I took out Retribution (A room that inserts garbage rows for the first player who joins) – I want to make a properly polished game mode for this one.

Apart from bugfixes and some gameplay improvements, I also introduced persistent high scores – daily high scores and all-time high scores. There’s now a greater purpose than just holding the highest points in your current room, and it’s also helped increase the number of registered players.

scoreboard-121 daily-highscores-121

A big thanks to Mike from iogames.space who approved my submission on his site. As a new game it’s currently being featured on the front page, and for the last week players have been streaming in. Over 90% of my traffic is currently coming from there, so once Infinitris drops off the front page the current activity is inevitably going to decrease.

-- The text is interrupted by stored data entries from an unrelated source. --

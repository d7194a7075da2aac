#![allow(dead_code)]

use chrono::{Duration, Utc};
use turnout_core::attendees::AttendeeRepository;
use turnout_core::counters;
use turnout_core::store::Store;
use turnout_core::types::{
    Attendee, Caller, CreateEventInput, Event, EventId, RsvpStatus, SubmitRsvpInput, UserId,
};
use turnout_core::{RequestContext, Turnout, TurnoutError};
use turnout_db::DbStore;
use turnout_events::{EventSource, NotificationKind, NotificationQueue, NotificationReceiver};

pub struct Harness {
    pub turnout: Turnout<DbStore>,
    pub receiver: NotificationReceiver,
    pub ctx: RequestContext,
    pub host: UserId,
}

pub fn harness() -> Harness {
    let (queue, receiver) = NotificationQueue::new(256);
    Harness {
        turnout: Turnout::new(DbStore::in_memory().unwrap(), queue),
        receiver,
        ctx: RequestContext::new(EventSource::Api, None),
        host: UserId::generate(),
    }
}

pub fn event_input(host: &UserId, max_attendees: u32) -> CreateEventInput {
    let start = Utc::now() + Duration::days(7);
    CreateEventInput {
        host_id: host.clone(),
        co_hosts: Vec::new(),
        title: "Community picnic".to_string(),
        max_attendees,
        start_time: start,
        end_time: start + Duration::hours(4),
    }
}

impl Harness {
    pub fn event(&self, max_attendees: u32) -> Event {
        self.turnout
            .events()
            .create(event_input(&self.host, max_attendees))
            .unwrap()
    }

    pub fn host_caller(&self) -> Caller {
        Caller::user(self.host.clone())
    }

    pub fn rsvp(
        &self,
        event_id: &EventId,
        user_id: &UserId,
        rsvp: RsvpStatus,
        guest_count: i64,
    ) -> Result<Attendee, TurnoutError> {
        self.turnout.attendees().submit_rsvp(
            &self.ctx,
            event_id,
            user_id,
            SubmitRsvpInput::new(rsvp, guest_count),
        )
    }

    pub fn going(&self, event_id: &EventId, guest_count: i64) -> (UserId, Attendee) {
        let user_id = UserId::generate();
        let attendee = self
            .rsvp(event_id, &user_id, RsvpStatus::Going, guest_count)
            .unwrap();
        (user_id, attendee)
    }

    pub fn remove_self(&self, event_id: &EventId, user_id: &UserId) {
        self.turnout
            .attendees()
            .remove(&self.ctx, &Caller::user(user_id.clone()), event_id, user_id)
            .unwrap();
    }

    pub fn attendee(&self, event_id: &EventId, user_id: &UserId) -> Attendee {
        self.turnout.attendees().get(event_id, user_id).unwrap()
    }

    pub fn waitlist_users(&self, event_id: &EventId) -> Vec<UserId> {
        self.turnout
            .store()
            .attendees()
            .waitlist(event_id)
            .unwrap()
            .into_iter()
            .map(|attendee| attendee.user_id)
            .collect()
    }

    pub fn published(&mut self) -> Vec<NotificationKind> {
        let mut kinds = Vec::new();
        while let Ok(intent) = self.receiver.try_recv() {
            kinds.push(intent.kind);
        }
        kinds
    }
}

/// Checks the aggregate counters, the capacity bound and the waitlist
/// numbering against the stored attendee records.
pub fn assert_consistent<S: Store>(turnout: &Turnout<S>, event_id: &EventId) {
    let event = turnout.events().get(event_id).unwrap();
    let attendees = turnout.store().attendees().all(event_id).unwrap();
    assert_eq!(event.rsvp_counts, counters::recompute(&attendees));

    let admitted: u32 = attendees.iter().map(Attendee::admitted_weight).sum();
    if !event.is_unlimited() {
        assert!(
            admitted <= event.max_attendees,
            "admitted {admitted} exceeds capacity {}",
            event.max_attendees
        );
    }

    let positions: Vec<u32> = turnout
        .store()
        .attendees()
        .waitlist(event_id)
        .unwrap()
        .iter()
        .map(|attendee| attendee.waitlist_position)
        .collect();
    let expected: Vec<u32> = (1..=u32::try_from(positions.len()).unwrap()).collect();
    assert_eq!(positions, expected);

    for attendee in &attendees {
        if attendee.is_waitlisted {
            assert_eq!(attendee.rsvp, RsvpStatus::Going);
        } else {
            assert_eq!(attendee.waitlist_position, 0);
        }
    }
}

I’m taking full advantage of the activity levels though to do some thorough playtesting and re-assess the priority of items in my giant TODO list.

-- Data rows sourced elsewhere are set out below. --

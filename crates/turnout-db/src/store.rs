use crate::attendee_repo::AttendeeRepo;
use crate::event_repo::EventRepo;
use crate::notification_repo::NotificationRepo;
use crate::schema;
use crate::util::sql;
use rusqlite::Connection;
use std::time::Duration;
use turnout_core::error::TurnoutError;
use turnout_core::store::Store;

pub struct DbStore {
    conn: Connection,
}

impl DbStore {
    pub fn new(conn: Connection) -> Self {
        Self { conn }
    }

    /// Opens (creating if needed) and migrates the database at `path`.
    pub fn open(path: &str, busy_timeout: Duration) -> Result<Self, TurnoutError> {
        schema::open_and_migrate(path, busy_timeout)
            .map(Self::new)
            .map_err(sql)
    }

    pub fn in_memory() -> Result<Self, TurnoutError> {
        schema::with_test_db().map(Self::new).map_err(sql)
    }

    pub fn connection(&self) -> &Connection {
        &self.conn
    }
}

impl Store for DbStore {
    type Events<'a>
        = EventRepo<'a>
    where
        Self: 'a;
    type Attendees<'a>
        = AttendeeRepo<'a>
    where
        Self: 'a;
    type Notifications<'a>
        = NotificationRepo<'a>
    where
        Self: 'a;

    fn events(&self) -> Self::Events<'_> {
        EventRepo::new(&self.conn)
    }

    fn attendees(&self) -> Self::Attendees<'_> {
        AttendeeRepo::new(&self.conn)
    }

    fn notifications(&self) -> Self::Notifications<'_> {
        NotificationRepo::new(&self.conn)
    }

    fn with_tx<F, T>(&self, f: F) -> Result<T, TurnoutError>
    where
        F: FnOnce(&Self) -> Result<T, TurnoutError>,
    {
        self.conn.execute_batch("BEGIN IMMEDIATE").map_err(sql)?;
        match f(self) {
            Ok(value) => {
                if let Err(err) = self.conn.execute_batch("COMMIT") {
                    tracing::warn!(error = %err, "commit failed, rolling back");
                    // A failed COMMIT can leave the transaction open.
                    let _ = self.conn.execute_batch("ROLLBACK");
                    return Err(sql(err));
                }
                Ok(value)
            }
            Err(err) => {
                tracing::debug!(error = %err, "transaction rolled back");
                self.conn.execute_batch("ROLLBACK").map_err(sql)?;
                Err(err)
            }
        }
    }
}
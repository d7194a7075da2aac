pub mod attendee_repo;
pub mod event_repo;
pub mod notification_repo;
pub mod schema;
pub mod store;
pub mod util;

pub use crate::store::DbStore;
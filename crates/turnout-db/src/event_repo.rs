use crate::util::{decode_enum, decode_id, decode_json, encode_enum, encode_json, from_rfc3339, sql, to_rfc3339};
use chrono::Utc;
use rusqlite::Connection;
use turnout_core::error::{EventError, TurnoutError};
use turnout_core::events::EventRepository;
use turnout_core::types::{CreateEventInput, Event, EventId, EventStatus, RsvpCounts};

const EVENT_COLUMNS: &str = "id, host_id, co_hosts_json, title, max_attendees, status, start_time, end_time, going_count, interested_count, not_going_count, no_reply_count, waitlist_count, created_at, updated_at";

pub struct EventRepo<'a> {
    pub conn: &'a Connection,
}

impl<'a> EventRepo<'a> {
    pub fn new(conn: &'a Connection) -> Self {
        Self { conn }
    }

    fn require(&self, id: &EventId) -> Result<Event, TurnoutError> {
        self.get(id)?.ok_or_else(|| EventError::NotFound.into())
    }
}

impl EventRepository for EventRepo<'_> {
    fn create(&self, input: CreateEventInput) -> Result<Event, TurnoutError> {
        let now = Utc::now();
        let event = Event {
            id: EventId::generate(),
            host_id: input.host_id,
            co_hosts: input.co_hosts,
            title: input.title,
            max_attendees: input.max_attendees,
            status: EventStatus::Scheduled,
            start_time: input.start_time,
            end_time: input.end_time,
            rsvp_counts: RsvpCounts::default(),
            created_at: now,
            updated_at: now,
        };
        self.conn
            .execute(
                &format!(
                    "INSERT INTO events ({EVENT_COLUMNS}) VALUES (?1, ?2, ?3, ?4, ?5, ?6, ?7, ?8, 0, 0, 0, 0, 0, ?9, ?9)"
                ),
                rusqlite::params![
                    event.id.as_str(),
                    event.host_id.as_str(),
                    encode_json(&event.co_hosts)?,
                    event.title,
                    event.max_attendees,
                    encode_enum(&event.status)?,
                    to_rfc3339(&event.start_time),
                    to_rfc3339(&event.end_time),
                    to_rfc3339(&now),
                ],
            )
            .map_err(sql)?;
        Ok(event)
    }

    fn get(&self, id: &EventId) -> Result<Option<Event>, TurnoutError> {
        let mut stmt = self
            .conn
            .prepare(&format!("SELECT {EVENT_COLUMNS} FROM events WHERE id = ?1"))
            .map_err(sql)?;
        let mut rows = stmt.query([id.as_str()]).map_err(sql)?;
        match rows.next().map_err(sql)? {
            Some(row) => Ok(Some(map_event_row(row)?)),
            None => Ok(None),
        }
    }

    fn set_counts(&self, id: &EventId, counts: &RsvpCounts) -> Result<(), TurnoutError> {
        let changed = self
            .conn
            .execute(
                "UPDATE events SET going_count = ?2, interested_count = ?3, not_going_count = ?4, no_reply_count = ?5, waitlist_count = ?6, updated_at = ?7 WHERE id = ?1",
                rusqlite::params![
                    id.as_str(),
                    counts.going,
                    counts.interested,
                    counts.not_going,
                    counts.no_reply,
                    counts.waitlist,
                    to_rfc3339(&Utc::now()),
                ],
            )
            .map_err(sql)?;
        if changed == 0 {
            return Err(EventError::NotFound.into());
        }
        Ok(())
    }

    fn set_capacity(&self, id: &EventId, max_attendees: u32) -> Result<Event, TurnoutError> {
        let changed = self
            .conn
            .execute(
                "UPDATE events SET max_attendees = ?2, updated_at = ?3 WHERE id = ?1",
                rusqlite::params![id.as_str(), max_attendees, to_rfc3339(&Utc::now())],
            )
            .map_err(sql)?;
        if changed == 0 {
            return Err(EventError::NotFound.into());
        }
        self.require(id)
    }

    fn set_status(&self, id: &EventId, status: EventStatus) -> Result<Event, TurnoutError> {
        let changed = self
            .conn
            .execute(
                "UPDATE events SET status = ?2, updated_at = ?3 WHERE id = ?1",
                rusqlite::params![id.as_str(), encode_enum(&status)?, to_rfc3339(&Utc::now())],
            )
            .map_err(sql)?;
        if changed == 0 {
            return Err(EventError::NotFound.into());
        }
        self.require(id)
    }
}

fn map_event_row(row: &rusqlite::Row<'_>) -> Result<Event, TurnoutError> {
    let id: String = row.get(0).map_err(sql)?;
    let host_id: String = row.get(1).map_err(sql)?;
    let co_hosts_json: String = row.get(2).map_err(sql)?;
    let status: String = row.get(5).map_err(sql)?;
    let start_time: String = row.get(6).map_err(sql)?;
    let end_time: String = row.get(7).map_err(sql)?;
    let created_at: String = row.get(13).map_err(sql)?;
    let updated_at: String = row.get(14).map_err(sql)?;

    Ok(Event {
        id: decode_id(&id)?,
        host_id: decode_id(&host_id)?,
        co_hosts: decode_json(&co_hosts_json)?,
        title: row.get(3).map_err(sql)?,
        max_attendees: row.get(4).map_err(sql)?,
        status: decode_enum(&status)?,
        start_time: from_rfc3339(&start_time)?,
        end_time: from_rfc3339(&end_time)?,
        rsvp_counts: RsvpCounts {
            going: row.get(8).map_err(sql)?,
            interested: row.get(9).map_err(sql)?,
            not_going: row.get(10).map_err(sql)?,
            no_reply: row.get(11).map_err(sql)?,
            waitlist: row.get(12).map_err(sql)?,
        },
        created_at: from_rfc3339(&created_at)?,
        updated_at: from_rfc3339(&updated_at)?,
    })
}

Some stats from the last week:

  • 19,000 hits to infinitris.io.
  • 220GB data transferred.
  • 110 registered and activated free accounts.

So, what’s next?

Infinitris Premium still cannot be purchased, and my server hosting costs are starting to rack up ($10 a day). If 10% of the registered players purchase the game at the current rate of new registrations, I should be able to cover those costs. It’s far from a profit, but this is only the beginning, and I’ve got to start somewhere.

Other than that I’ll be continually making small gameplay improvements, such as tweaking the grid reset algorithm, making grid size changes less disruptive and extra help for new players.

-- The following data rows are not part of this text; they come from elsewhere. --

use serde::{Deserialize, Serialize};
use std::fmt;
use std::str::FromStr;

#[derive(Debug, Clone, Copy, PartialEq, Eq, Hash, Serialize, Deserialize)]
#[serde(rename_all = "snake_case")]
pub enum RsvpStatus {
    Going,
    Interested,
    NotGoing,
    NoReply,
}

impl RsvpStatus {
    pub const ALL: [RsvpStatus; 4] = [
        RsvpStatus::Going,
        RsvpStatus::Interested,
        RsvpStatus::NotGoing,
        RsvpStatus::NoReply,
    ];

    pub fn as_str(self) -> &'static str {
        match self {
            Self::Going => "going",
            Self::Interested => "interested",
            Self::NotGoing => "not_going",
            Self::NoReply => "no_reply",
        }
    }
}

impl fmt::Display for RsvpStatus {
    fn fmt(&self, f: &mut fmt::Formatter<'_>) -> fmt::Result {
        f.write_str(self.as_str())
    }
}

impl FromStr for RsvpStatus {
    type Err = String;

    fn from_str(s: &str) -> Result<Self, Self::Err> {
        match s {
            "going" => Ok(Self::Going),
            "interested" => Ok(Self::Interested),
            "not_going" | "notGoing" => Ok(Self::NotGoing),
            "no_reply" | "noReply" => Ok(Self::NoReply),
            other => Err(format!("unknown rsvp status: {other}")),
        }
    }
}

#[derive(Debug, Clone, Copy, PartialEq, Eq, Hash, Serialize, Deserialize)]
#[serde(rename_all = "snake_case")]
pub enum EventStatus {
    Scheduled,
    Live,
    Ended,
    Cancelled,
}

impl EventStatus {
    pub fn as_str(self) -> &'static str {
        match self {
            Self::Scheduled => "scheduled",
            Self::Live => "live",
            Self::Ended => "ended",
            Self::Cancelled => "cancelled",
        }
    }

    pub fn is_closed(self) -> bool {
        matches!(self, Self::Ended | Self::Cancelled)
    }
}

impl fmt::Display for EventStatus {
    fn fmt(&self, f: &mut fmt::Formatter<'_>) -> fmt::Result {
        f.write_str(self.as_str())
    }
}

impl FromStr for EventStatus {
    type Err = String;

    fn from_str(s: &str) -> Result<Self, Self::Err> {
        match s {
            "scheduled" => Ok(Self::Scheduled),
            "live" => Ok(Self::Live),
            "ended" => Ok(Self::Ended),
            "cancelled" => Ok(Self::Cancelled),
            other => Err(format!("unknown event status: {other}")),
        }
    }
}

Anyway, here’s the 1.2 -> 1.2.1 changelog.

New Features:

  • daily high scores are now saved for registered players. Once you make a mistake, your score will be saved.
  • Added daily scoreboard on the landing page.
  • Added all time high scores below the landing page.
  • Added new block collection: Trominoes (3 cell set)
  • Added new rooms: Chronicle (registered only), Elementary (Tromino set).

Bug Fixes / Improvements:

  • Added extra keyboard control options:
    • added control key as rotate counter clockwise.
    • added new control scheme: wsad + q/e keys. Debug key is now “o”.
    • added new control scheme: numpad keys: 8/5/4/6 + 7/9.
    • added more rotate keys: z/x.
  • improved mistake detection. All blocked cells are now highlighted. If an impossible gap exists before a block is placed (e.g. there’s enough room for one block but not enough for two), then those blocked cells will be filled without the player making a mistake.
  • Fixed joining other rooms and still receiving packets from previous room causing the client to crash.
  • Phase shifting now shifts to the closest free space below your block, rather than the closest space to the ground.
  • fixed chance of player blocks existing and being placed in midair straight after reset.
  • Fixed ability to enter a long message and cover the grid / screen with text.
  • fixed registered player count in statistics.
  • fixed chat icon showing when loading.
  • new loading font.
  • fixed huge amount of server logging (log files on server too large to navigate easily).
  • fixed crashes not being reported in server logs.
  • added room player caps.
  • removed gallery section.
  • Fixed server crash when user tries to login/register etc with username that has characters that need to be escaped.
  • Enabled long term database backups in Azure.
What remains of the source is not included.